▶ **Your instructions**
With no addition or omission, return the entries below.
::: Input data :::
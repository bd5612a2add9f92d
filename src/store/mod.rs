//! Time-ordered event stores.
//!
//! The scheduler talks to its store only through [`EventStore`], so the
//! ordering structure can be swapped without touching the engine.
//!
//! | Store | Insert "now" | Insert at `t` | Pop |
//! |---|---|---|---|
//! | [`BucketStore`] | O(1) | O(log B) | O(1) amortized |
//! | [`HeapStore`] | O(log N) | O(log N) | O(log N) |
//!
//! (`B` = number of distinct pending instants, `N` = pending events.)
//!
//! Both stores hand out events strictly by time and, within one instant, in
//! submission order. Stores hold [`EventId`]s only; removal records a
//! tombstone that is skipped and dropped when it reaches the front.

pub mod bucket;
pub mod heap;

pub use bucket::BucketStore;
pub use heap::HeapStore;

use std::collections::{HashSet, VecDeque};

use crate::error::StoreError;
use crate::event::EventId;
use crate::time::SimTime;

/// A mapping from simulated instants to FIFO queues of due events.
///
/// # Contract
///
/// Implementations **must**:
/// - Return events in non-decreasing time order.
/// - Preserve submission order among events due at the same instant.
/// - Reject insertion before [`cursor`](EventStore::cursor).
/// - Only move the cursor forward, and only inside `pop_next`.
pub trait EventStore: std::fmt::Debug {
    /// Short name used in log output.
    fn name(&self) -> &'static str;

    /// The instant of the most recently popped event (the origin initially).
    fn cursor(&self) -> SimTime;

    /// Append an event due at the cursor instant.
    fn insert_now(&mut self, id: EventId);

    /// Append an event due at `at`, which must not precede the cursor.
    fn insert_at(&mut self, id: EventId, at: SimTime) -> Result<(), StoreError>;

    /// The next event to run and its due time, without removing it.
    ///
    /// Discards emptied buckets and tombstones on the way; returns `None`
    /// once the store is exhausted.
    fn peek_next(&mut self) -> Option<(SimTime, EventId)>;

    /// Remove and return the next event, advancing the cursor to its time.
    fn pop_next(&mut self) -> Option<(SimTime, EventId)>;

    /// Forget the event `id` queued at `at`.
    ///
    /// The caller guarantees the event is currently queued here. Emptied
    /// buckets stay in place until `peek_next`/`pop_next` walk past them.
    /// Returns `false` if `at` names no pending instant.
    fn remove(&mut self, id: EventId, at: SimTime) -> bool;

    /// Number of queued (not removed) events.
    fn len(&self) -> usize;

    fn is_empty(&self) -> bool {
        self.len() == 0
    }

    /// Drop everything and rewind the cursor to the origin.
    fn clear(&mut self);
}

/// Pop tombstoned ids off the front of `bucket`.
pub(crate) fn purge_front(bucket: &mut VecDeque<EventId>, removed: &mut HashSet<EventId>) {
    while let Some(front) = bucket.front() {
        if !removed.remove(front) {
            break;
        }
        bucket.pop_front();
    }
}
:::
▶ **Answer space**
repository bd5612a2add9f92d
filename src/store/mod.rs
//! Time-ordered event stores.
//!
//! The scheduler talks to its store only through [`EventStore`], so the
//! ordering structure can be swapped without touching the engine.
//!
//! | Store | Insert "now" | Insert at `t` | Pop |
//! |---|---|---|---|
//! | [`BucketStore`] | O(1) | O(log B) | O(1) amortized |
//! | [`HeapStore`] | O(log N) | O(log N) | O(log N) |
//!
//! (`B` = number of distinct pending instants, `N` = pending events.)
//!
//! Both stores hand out events strictly by time and, within one instant, in
//! submission order. Stores hold [`EventId`]s only; removal records a
//! tombstone that is skipped and dropped when it reaches the front.

pub mod bucket;
pub mod heap;

pub use bucket::BucketStore;
pub use heap::HeapStore;

use std::collections::{HashSet, VecDeque};

use crate::error::StoreError;
use crate::event::EventId;
use crate::time::SimTime;

/// A mapping from simulated instants to FIFO queues of due events.
///
/// # Contract
///
/// Implementations **must**:
/// - Return events in non-decreasing time order.
/// - Preserve submission order among events due at the same instant.
/// - Reject insertion before [`cursor`](EventStore::cursor).
/// - Only move the cursor forward, and only inside `pop_next`.
pub trait EventStore: std::fmt::Debug {
    /// Short name used in log output.
    fn name(&self) -> &'static str;

    /// The instant of the most recently popped event (the origin initially).
    fn cursor(&self) -> SimTime;

    /// Append an event due at the cursor instant.
    fn insert_now(&mut self, id: EventId);

    /// Append an event due at `at`, which must not precede the cursor.
    fn insert_at(&mut self, id: EventId, at: SimTime) -> Result<(), StoreError>;

    /// The next event to run and its due time, without removing it.
    ///
    /// Discards emptied buckets and tombstones on the way; returns `None`
    /// once the store is exhausted.
    fn peek_next(&mut self) -> Option<(SimTime, EventId)>;

    /// Remove and return the next event, advancing the cursor to its time.
    fn pop_next(&mut self) -> Option<(SimTime, EventId)>;

    /// Forget the event `id` queued at `at`.
    ///
    /// The caller guarantees the event is currently queued here. Emptied
    /// buckets stay in place until `peek_next`/`pop_next` walk past them.
    /// Returns `false` if `at` names no pending instant.
    fn remove(&mut self, id: EventId, at: SimTime) -> bool;

    /// Number of queued (not removed) events.
    fn len(&self) -> usize;

    fn is_empty(&self) -> bool {
        self.len() == 0
    }

    /// Drop everything and rewind the cursor to the origin.
    fn clear(&mut self);
}

/// Pop tombstoned ids off the front of `bucket`.
pub(crate) fn purge_front(bucket: &mut VecDeque<EventId>, removed: &mut HashSet<EventId>) {
    while let Some(front) = bucket.front() {
        if !removed.remove(front) {
            break;
        }
        bucket.pop_front();
    }
}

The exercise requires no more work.